-- Opening Marker --

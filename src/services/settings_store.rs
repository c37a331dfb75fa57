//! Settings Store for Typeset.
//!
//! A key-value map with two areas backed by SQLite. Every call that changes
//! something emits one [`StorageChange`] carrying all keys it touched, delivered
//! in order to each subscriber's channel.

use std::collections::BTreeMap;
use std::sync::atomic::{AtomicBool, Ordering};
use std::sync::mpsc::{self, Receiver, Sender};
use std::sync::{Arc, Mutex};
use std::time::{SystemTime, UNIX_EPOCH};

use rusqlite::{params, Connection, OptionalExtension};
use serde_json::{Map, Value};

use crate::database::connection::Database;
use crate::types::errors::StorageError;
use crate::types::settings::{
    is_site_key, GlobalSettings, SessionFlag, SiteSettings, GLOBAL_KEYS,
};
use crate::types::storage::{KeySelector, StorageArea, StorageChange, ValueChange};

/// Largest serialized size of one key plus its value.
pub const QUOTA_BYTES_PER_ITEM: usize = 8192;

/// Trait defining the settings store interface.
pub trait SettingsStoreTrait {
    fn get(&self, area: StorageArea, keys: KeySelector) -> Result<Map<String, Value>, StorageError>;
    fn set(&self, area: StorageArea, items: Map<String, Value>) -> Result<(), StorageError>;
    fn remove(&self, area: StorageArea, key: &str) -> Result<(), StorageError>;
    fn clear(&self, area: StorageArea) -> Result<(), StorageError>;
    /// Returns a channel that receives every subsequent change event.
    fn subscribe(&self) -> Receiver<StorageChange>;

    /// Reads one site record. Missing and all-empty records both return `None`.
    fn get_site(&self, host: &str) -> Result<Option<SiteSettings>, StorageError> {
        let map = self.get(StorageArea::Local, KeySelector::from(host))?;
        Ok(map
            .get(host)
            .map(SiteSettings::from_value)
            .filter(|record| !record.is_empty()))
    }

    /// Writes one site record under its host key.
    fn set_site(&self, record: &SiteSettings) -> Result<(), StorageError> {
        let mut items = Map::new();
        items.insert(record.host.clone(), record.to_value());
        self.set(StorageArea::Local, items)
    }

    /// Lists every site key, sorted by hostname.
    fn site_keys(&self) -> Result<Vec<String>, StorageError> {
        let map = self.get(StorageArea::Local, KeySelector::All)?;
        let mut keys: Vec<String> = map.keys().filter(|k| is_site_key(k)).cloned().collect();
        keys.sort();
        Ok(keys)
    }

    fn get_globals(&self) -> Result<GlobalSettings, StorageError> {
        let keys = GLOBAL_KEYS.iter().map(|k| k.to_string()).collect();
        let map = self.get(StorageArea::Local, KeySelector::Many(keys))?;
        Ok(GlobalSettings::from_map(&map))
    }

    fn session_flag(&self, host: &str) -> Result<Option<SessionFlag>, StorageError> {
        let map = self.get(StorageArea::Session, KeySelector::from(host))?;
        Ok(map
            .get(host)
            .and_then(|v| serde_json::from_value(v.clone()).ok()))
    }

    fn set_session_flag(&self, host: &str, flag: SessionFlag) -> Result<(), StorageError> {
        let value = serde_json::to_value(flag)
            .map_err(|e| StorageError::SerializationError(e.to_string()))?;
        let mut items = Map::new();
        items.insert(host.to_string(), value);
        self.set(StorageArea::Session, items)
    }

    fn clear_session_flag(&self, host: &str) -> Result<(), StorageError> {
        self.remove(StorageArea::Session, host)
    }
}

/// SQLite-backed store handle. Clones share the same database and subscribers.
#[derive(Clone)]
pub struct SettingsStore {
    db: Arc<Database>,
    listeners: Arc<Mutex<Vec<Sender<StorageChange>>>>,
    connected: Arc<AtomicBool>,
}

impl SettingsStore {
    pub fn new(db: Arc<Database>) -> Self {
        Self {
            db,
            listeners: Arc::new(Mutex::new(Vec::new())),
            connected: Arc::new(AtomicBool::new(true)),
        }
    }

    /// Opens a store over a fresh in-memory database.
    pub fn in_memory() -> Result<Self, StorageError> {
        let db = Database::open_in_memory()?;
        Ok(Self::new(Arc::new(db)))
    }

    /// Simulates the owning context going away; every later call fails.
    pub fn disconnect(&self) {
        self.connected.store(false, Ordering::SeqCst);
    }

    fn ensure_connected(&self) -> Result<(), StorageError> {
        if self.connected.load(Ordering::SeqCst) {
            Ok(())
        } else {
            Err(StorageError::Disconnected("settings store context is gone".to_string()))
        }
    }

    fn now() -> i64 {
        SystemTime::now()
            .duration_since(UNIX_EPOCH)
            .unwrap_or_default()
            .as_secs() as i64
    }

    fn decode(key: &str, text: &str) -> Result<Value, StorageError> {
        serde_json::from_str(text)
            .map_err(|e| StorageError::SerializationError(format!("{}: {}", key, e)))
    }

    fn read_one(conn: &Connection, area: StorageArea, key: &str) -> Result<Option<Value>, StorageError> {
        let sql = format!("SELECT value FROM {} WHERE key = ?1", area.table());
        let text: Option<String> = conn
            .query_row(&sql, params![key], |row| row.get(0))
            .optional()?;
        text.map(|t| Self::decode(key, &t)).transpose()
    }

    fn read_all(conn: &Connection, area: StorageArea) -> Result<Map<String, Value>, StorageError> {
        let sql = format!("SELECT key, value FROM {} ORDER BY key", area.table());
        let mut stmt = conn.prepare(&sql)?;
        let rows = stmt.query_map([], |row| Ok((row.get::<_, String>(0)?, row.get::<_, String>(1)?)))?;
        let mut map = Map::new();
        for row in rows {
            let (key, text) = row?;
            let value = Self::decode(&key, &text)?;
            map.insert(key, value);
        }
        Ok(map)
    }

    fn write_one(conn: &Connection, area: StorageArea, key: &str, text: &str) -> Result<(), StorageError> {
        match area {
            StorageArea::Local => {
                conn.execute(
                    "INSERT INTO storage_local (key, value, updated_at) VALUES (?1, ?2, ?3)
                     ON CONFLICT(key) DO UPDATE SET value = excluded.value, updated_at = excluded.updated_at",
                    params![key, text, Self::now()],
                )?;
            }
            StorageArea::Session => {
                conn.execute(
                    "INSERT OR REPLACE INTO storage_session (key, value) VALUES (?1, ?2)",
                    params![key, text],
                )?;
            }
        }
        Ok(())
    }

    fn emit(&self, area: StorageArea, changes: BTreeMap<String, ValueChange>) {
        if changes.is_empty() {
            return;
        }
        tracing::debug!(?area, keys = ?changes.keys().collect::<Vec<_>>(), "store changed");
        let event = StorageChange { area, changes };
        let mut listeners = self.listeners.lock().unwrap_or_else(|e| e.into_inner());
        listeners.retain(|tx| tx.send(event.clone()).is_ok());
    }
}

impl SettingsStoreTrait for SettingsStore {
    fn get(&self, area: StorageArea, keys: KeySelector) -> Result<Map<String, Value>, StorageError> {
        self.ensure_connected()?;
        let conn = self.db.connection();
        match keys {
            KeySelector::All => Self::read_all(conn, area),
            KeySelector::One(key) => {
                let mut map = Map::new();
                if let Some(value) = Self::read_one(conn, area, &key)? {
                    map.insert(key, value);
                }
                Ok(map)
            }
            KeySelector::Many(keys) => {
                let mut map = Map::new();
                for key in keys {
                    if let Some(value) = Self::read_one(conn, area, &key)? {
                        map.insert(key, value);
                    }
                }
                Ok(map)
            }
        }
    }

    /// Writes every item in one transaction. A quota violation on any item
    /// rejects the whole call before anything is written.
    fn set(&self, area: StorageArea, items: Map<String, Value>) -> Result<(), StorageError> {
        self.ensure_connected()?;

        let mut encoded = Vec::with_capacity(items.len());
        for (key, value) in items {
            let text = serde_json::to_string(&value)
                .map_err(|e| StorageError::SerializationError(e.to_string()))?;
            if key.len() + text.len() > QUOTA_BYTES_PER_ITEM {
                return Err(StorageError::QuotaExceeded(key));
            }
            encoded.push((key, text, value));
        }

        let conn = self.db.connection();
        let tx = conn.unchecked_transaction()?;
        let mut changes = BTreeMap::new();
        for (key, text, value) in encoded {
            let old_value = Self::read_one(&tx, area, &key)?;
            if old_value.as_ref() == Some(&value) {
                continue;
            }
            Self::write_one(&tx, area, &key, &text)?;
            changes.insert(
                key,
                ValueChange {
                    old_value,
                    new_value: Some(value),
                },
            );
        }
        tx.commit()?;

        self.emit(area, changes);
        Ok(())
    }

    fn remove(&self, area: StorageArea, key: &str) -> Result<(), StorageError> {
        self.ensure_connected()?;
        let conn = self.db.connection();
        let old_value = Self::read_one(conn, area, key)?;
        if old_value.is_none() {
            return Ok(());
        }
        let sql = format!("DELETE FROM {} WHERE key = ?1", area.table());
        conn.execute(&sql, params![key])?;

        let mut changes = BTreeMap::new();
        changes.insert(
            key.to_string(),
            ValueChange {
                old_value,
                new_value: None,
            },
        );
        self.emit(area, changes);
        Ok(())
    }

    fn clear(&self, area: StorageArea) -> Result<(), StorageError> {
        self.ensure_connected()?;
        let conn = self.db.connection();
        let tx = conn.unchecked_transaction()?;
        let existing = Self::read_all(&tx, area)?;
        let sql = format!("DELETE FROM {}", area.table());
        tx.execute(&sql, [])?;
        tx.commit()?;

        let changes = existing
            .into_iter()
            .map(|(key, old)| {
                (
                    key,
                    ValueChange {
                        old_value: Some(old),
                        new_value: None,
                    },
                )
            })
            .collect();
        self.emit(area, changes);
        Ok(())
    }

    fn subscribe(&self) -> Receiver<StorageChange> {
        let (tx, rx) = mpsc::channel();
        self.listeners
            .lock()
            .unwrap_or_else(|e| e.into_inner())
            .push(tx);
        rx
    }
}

-- Closing Marker --

**YOUR INSTRUCTIONS**
Whenever a line of the listing above holds the string "ValueChange", include it in the count, and report only the final number.

**RESULT FOR THIS TASK**
5